Most of us are unaware of best practices in learning—particularly in the STEM disciplines. That’s not surprising. We have never studied it explicitly. Instead, we use a ragbag of methods picked up at school and work, often including practices that research have shown to be ineffective. In this talk Dr Barbara Oakley walks us through how to learn effectively, drawing on her extensive experience as an engineering professor and researcher and her work as co-lead on Coursera–UC San Diego’s Learning How to Learn, one of the world’s most popular MOOCs, (massive open online courses), with nearly a million students in its first year alone.  She will focus on:

  • The study techniques that help—and those that don’t
  • Why recall and chunking work
  • Using the brain’s different learning modes to best effect
  • Procrastination—aka “the pain in your brain”—and the Pomodoro technique

11:00 – 12:00 Roundtable Discussions (Council Chambers)

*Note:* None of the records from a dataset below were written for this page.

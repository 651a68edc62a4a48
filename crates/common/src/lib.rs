//! Common utilities and types shared across Huddle components.

#![warn(clippy::pedantic)]

/// Module for identifier newtypes (rooms, participants, users)
pub mod types;

/// Module for secret types that prevent accidental logging
pub mod secret;

/// Module for JWT utilities (size limits, clock skew, user claims)
pub mod jwt;
//! Room code generation.
//!
//! Codes are 12 base62 characters, each drawn uniformly from CSPRNG bytes by
//! rejection sampling (about 71 bits per code). Collisions are rare; the
//! lifecycle manager still retries on the store's uniqueness violation.

use crate::errors::RoomError;
use ring::rand::{SecureRandom, SystemRandom};

const ALPHABET: &[u8; 62] = b"0123456789ABCDEFGHIJKLMNOPQRSTUVWXYZabcdefghijklmnopqrstuvwxyz";

/// Length of generated room codes.
pub const ROOM_CODE_LENGTH: usize = 12;

/// Bytes at or above this value are discarded: 248 = 4 * 62, so every
/// accepted byte maps onto the alphabet with equal weight.
const ACCEPT_BELOW: u8 = 248;

/// Random bytes drawn per refill. Enough for one code almost always.
const RANDOM_BATCH: usize = 16;

/// Source of candidate room codes.
pub trait RoomCodeSource: Send + Sync {
    fn next_code(&self) -> Result<String, RoomError>;
}

/// Codes from the system CSPRNG.
#[derive(Debug)]
pub struct RandomRoomCodes {
    rng: SystemRandom,
}

impl RandomRoomCodes {
    pub fn new() -> Self {
        Self {
            rng: SystemRandom::new(),
        }
    }
}

impl Default for RandomRoomCodes {
    fn default() -> Self {
        Self::new()
    }
}

impl RoomCodeSource for RandomRoomCodes {
    fn next_code(&self) -> Result<String, RoomError> {
        let mut code = String::with_capacity(ROOM_CODE_LENGTH);
        let mut batch = [0u8; RANDOM_BATCH];
        while code.len() < ROOM_CODE_LENGTH {
            self.rng.fill(&mut batch).map_err(|e| {
                tracing::error!(target: "room.coordinator", error = %e, "Failed to generate random bytes for room code");
                RoomError::Internal("RNG failure".to_string())
            })?;
            push_uniform_chars(&mut code, &batch);
        }
        Ok(code)
    }
}

/// Append one alphabet character per accepted byte until `code` is full.
fn push_uniform_chars(code: &mut String, bytes: &[u8]) {
    for &b in bytes {
        if code.len() == ROOM_CODE_LENGTH {
            return;
        }
        if b >= ACCEPT_BELOW {
            continue;
        }
        // b % 62 < 62, always a valid alphabet position
        if let Some(&ch) = ALPHABET.get(usize::from(b % 62)) {
            code.push(char::from(ch));
        }
    }
}

/// Whether a string has the shape of a generated room code.
pub fn looks_like_room_code(candidate: &str) -> bool {
    candidate.len() == ROOM_CODE_LENGTH && candidate.bytes().all(|b| b.is_ascii_alphanumeric())
}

Dr. Oakley’s keynote no doubt raises a number of implications for those designing, developing, and delivering online and blended courses. We have allotted this session for participants to discuss these ideas as well as share experiences and start/continue conversations around technology and learning.


1:00 – 1:45 Concurrent Sessions

Applied Cognition in Education: Connecting Lab Studies to Teaching Practice

Joe Kim

45 minute presentation

There has been ongoing research work at the Applied Cognition in Education lab at McMaster that aims to understand how cognitive principles like memory and attention can be applied to instructional design. In this talk, Dr. Kim presents recent research findings that have changed his teaching practice and looks to engage participants in a conversation on what this could mean to their practices.


Flipping an Upper-level Engineering Course Using e-Lessons

Thomas Marlin

15 minute presentation

This session details how a flipped class approach has been applied to an upper-level core chemical engineering course with the goal of improving students’ learning experience. Post-course evaluations through a survey, a course evaluation, and comparison with previous courses showed students’ examination scores were not significantly improved but that students reported substantial increase in satisfaction with flipped learning. Presenter will describes the tools and process used to develop the high-quality e-Learning content.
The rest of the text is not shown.